Let's see how Wyndham is helping the owner:

Distress ownership and getting it back without paying for a lawyer to foreclose on it. Wyndham WINS.
Getting back points FASTER to resell again to a new smuck. Wyndham WINS.
Getting less bad press on suing a family due to lost of job or a life changing disablilty. Wyndham WINS.

Wyndham should just set up a program where 'an owner' just RENTS an amount yearly of timeshare points for 5 years .. paying the MFs per the club.  And after the initial 5 years, they can RENEW the agreement for  3 year for FREE ... paying the same ratio of MFs to points held  ..... everyone wins.

It would be a club membership ... but with a finite time limit AND suit the needs of most families.


----------



## Arimaas (Feb 14, 2018)

I also assume the Wyndham cares program is designed to limit the amount of supply heading into the resale market instead of being resold as developers, as eluded to in the first reply. Probably part of the reason supply seems to be slowing down on tug and eBay.


----------



## dumbasswhoboughtwyndham (Apr 16, 2018)

I'm in the process of using Wyndham Cares due to financial hardship .. IE loss of income.
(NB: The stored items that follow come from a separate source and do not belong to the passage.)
//! Similar-file discovery.
//!
//! Given a reference file, three passes collect related files: exact stem
//! matches per requested extension, stem-prefix filename matches, and
//! immediate siblings. Paths are de-duplicated across passes with the
//! earliest pass's classification winning.

use crate::error::RepoError;
use crate::scan::{extension_of, matches_extension, rel_display, walk_files};
use crate::search::normalize_extensions;
use crate::types::*;
use std::collections::HashSet;
use std::fs;
use std::path::Path;

fn size_of(path: &Path) -> u64 {
    fs::metadata(path).map(|m| m.len()).unwrap_or(0)
}

/// Find files related to a reference file within one repository.
///
/// The default extension list is the reference's own extension. The
/// reference file itself is never included.
pub fn find_similar(
    repo: &Repository,
    rel_path: &str,
    extensions: &[String],
) -> Result<SimilarReport, RepoError> {
    let abs = repo.checked_file(rel_path)?;
    let stem = abs.file_stem().map(|s| s.to_string_lossy().into_owned()).unwrap_or_default();
    let ref_ext = extension_of(&abs);

    let mut search_exts = normalize_extensions(extensions);
    if search_exts.is_empty() {
        search_exts = vec![ref_ext.clone()];
    }

    let all_files = walk_files(&repo.root);
    let mut seen: HashSet<String> = HashSet::new();
    seen.insert(rel_display(&repo.root, &abs));
    let mut similar_files: Vec<SimilarFileEntry> = Vec::new();

    // Pass 1: same stem, per requested extension, anywhere in the tree.
    for ext in &search_exts {
        let similarity = if ext.eq_ignore_ascii_case(&ref_ext) {
            SimilarityKind::SameNameSameExtension
        } else {
            SimilarityKind::SameNameDifferentExtension
        };
        for cand in &all_files {
            if *cand == abs || !matches_extension(cand, ext) {
                continue;
            }
            let cand_stem =
                cand.file_stem().map(|s| s.to_string_lossy().into_owned()).unwrap_or_default();
            if cand_stem != stem {
                continue;
            }
            let rel = rel_display(&repo.root, cand);
            if !seen.insert(rel.clone()) {
                continue;
            }
            similar_files.push(SimilarFileEntry { path: rel, similarity, size_bytes: size_of(cand) });
        }
    }

    // Pass 2: filename starts with the reference's stem, anywhere in the tree.
    for cand in &all_files {
        if *cand == abs {
            continue;
        }
        let name = cand.file_name().map(|n| n.to_string_lossy().into_owned()).unwrap_or_default();
        if !name.starts_with(stem.as_str()) {
            continue;
        }
        let rel = rel_display(&repo.root, cand);
        if !seen.insert(rel.clone()) {
            continue;
        }
        similar_files.push(SimilarFileEntry {
            path: rel,
            similarity: SimilarityKind::SimilarName,
            size_bytes: size_of(cand),
        });
    }

    // Pass 3: every other file in the reference's parent directory.
    if let Some(parent) = abs.parent() {
        if let Ok(entries) = fs::read_dir(parent) {
            let mut siblings: Vec<_> =
                entries.flatten().map(|e| e.path()).filter(|p| p.is_file()).collect();
            siblings.sort();
            for cand in siblings {
                if cand == abs {
                    continue;
                }
                let rel = rel_display(&repo.root, &cand);
                if !seen.insert(rel.clone()) {
                    continue;
                }
                similar_files.push(SimilarFileEntry {
                    path: rel,
                    similarity: SimilarityKind::SameDirectory,
                    size_bytes: size_of(&cand),
                });
            }
        }
    }

    Ok(SimilarReport {
        original_file: rel_path.to_string(),
        repository: repo.name.clone(),
        similar_files_count: similar_files.len(),
        similar_files,
    })
}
So far I've been transferred to the financial division, and I'm waiting for the "next" available service rep. Stay posted...


----------



## dumbasswhoboughtwyndham (Apr 16, 2018)

First was transferred to incorrect section then disconnected once I was transferred...  This is gonna be fun. AAAAAAAAAAAANd  I'll get a call within 45 days.... Joy


----------



## dboules (Jan 28, 2019)

I know this is an OLD thread -- but Anyone have feedback on Wyndham cares or do you think there is a better alternative to getting rid of the timeshare?
We have owned at Bonnett Creek since pre-construction.  We have never used our Wyndham ownership to stay at a Wyndham resort and have made some good trades in RCI.
But the thought of leaving the recurring maintenance fee burden to my kids once we pass and the fact we really do not use it like we should -- makes me want to get rid of it.

I'm thinking if I sell it (ebay or some other way), I would have to pay closing fees and the dollar amount received will be hardly anything from what I tell.

So the positives of this from the owner point of view is NO MORE FEES (closing, maintenance, etc...).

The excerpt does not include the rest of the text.